Featuring the work of Germon, Kathi Smith and Timothy Wilson, “Real & Remembered” is the now the main show at Cove Street. If you had any doubts about the state of Maine painting, here is proof that it is more than alive and well. All three artists are exciting and excellent landscape painters. Any of their work from this show would be more than enough for a solo show in a typical gallery.

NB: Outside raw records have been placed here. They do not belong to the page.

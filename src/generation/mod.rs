//! Site generation pipeline
//!
//! Places seeded sites according to a [`DiagramConfig`], optionally relaxes
//! them with Lloyd's algorithm, and sweeps the final diagram.

mod lloyd;
mod points;

pub use lloyd::{lloyd_relaxation, lloyd_relaxation_with_options, LloydOptions};
pub use points::{jittered_grid_sites, uniform_sites};

use tracing::debug;

use crate::config::{DiagramConfig, SiteLayout};
use crate::diagram::Diagram;
use crate::error::Result;
use crate::geometry::Point;
use crate::result::VoronoiResult;

/// Generate the sites described by a configuration
///
/// Sites are placed with the configured layout, then relaxed when
/// `lloyd_iterations > 0`.
pub fn generate_sites(config: &DiagramConfig) -> Result<Vec<Point>> {
    let boundary = config.boundary;

    // Step 1: Place seeded sites
    let sites = match config.layout {
        SiteLayout::Uniform { count, inset } => {
            points::uniform_sites(count, boundary, inset, config.seed)
        }
        SiteLayout::JitteredGrid {
            rows,
            columns,
            jitter,
        } => points::jittered_grid_sites(boundary, rows, columns, jitter, config.seed),
    };
    debug!(
        layout = config.layout.name(),
        sites = sites.len(),
        seed = config.seed,
        "sites placed"
    );

    // Step 2: Apply Lloyd's relaxation with convergence detection
    if config.lloyd_iterations > 0 {
        let options = LloydOptions {
            max_iterations: config.lloyd_iterations,
            convergence_threshold: config.lloyd_convergence,
        };
        lloyd::lloyd_relaxation_with_options(sites, boundary, options)
    } else {
        Ok(sites)
    }
}

/// Generate a complete diagram from a configuration
///
/// Tiles the result when `config.tiled` is set.
///
/// # Example
///
/// ```rust
/// use rust_voronoi_tiles::*;
///
/// let config = DiagramConfigBuilder::new()
///     .seed(3)
///     .jittered_grid(4, 4, 0.6)
///     .unwrap()
///     .tiled(true)
///     .build()
///     .unwrap();
///
/// let result = generate(&config).unwrap();
/// assert_eq!(result.cell_count(), 16);
/// assert!(result.is_tiled());
/// ```
pub fn generate(config: &DiagramConfig) -> Result<VoronoiResult> {
    let result = Diagram::from_config(config)?.into_result();
    if config.tiled {
        Ok(result.tile())
    } else {
        Ok(result)
    }
}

If I sound giddy, good. When June Fitzpatrick and Susan Maasch closed their galleries, they created a void in the Portland art scene. But between Speedwell Projects, Able Baker Contemporary, the Union of Maine Visual Artists Gallery (last month’s show of Julia Durgee’s paintings certainly fits in this conversation), Indigo Arts Alliance and Cove Street, Portland is now roaring back into the driver’s seat of art in Maine. Sure, Rockland has the numbers in the gallery count, but with these new spaces and the resurgent energy of the Maine Jewish Museum, the Portland Museum of Art (the N.C. Wyeth show is awesome), the Maine Museum of Photographic Arts at the University of Southern Maine, and the Maine College of Art’s Institute of Contemporary Art, I am now thinking that Portland has retaken the lead in representing the best of new art in Maine.

Wilson’s landscapes are painted with an apt brush and a dark tenderness that feels a bit like Tom Hall whose bleakly powerful landscapes on view at Cove Street blew me away just a couple of months ago. One of Wilson’s images is a small square of a landscape pared down to a crepuscular periwinkle sky, a brown foreground and a few black slashes – awakened by a single white stroke – comprising the treeline middle ground of the landscape. This image has haunted me since I first saw it. It’s like a composite of what I like best about Germon and Hall, and considering they are two of my favorite painters, that’s not a bad thing.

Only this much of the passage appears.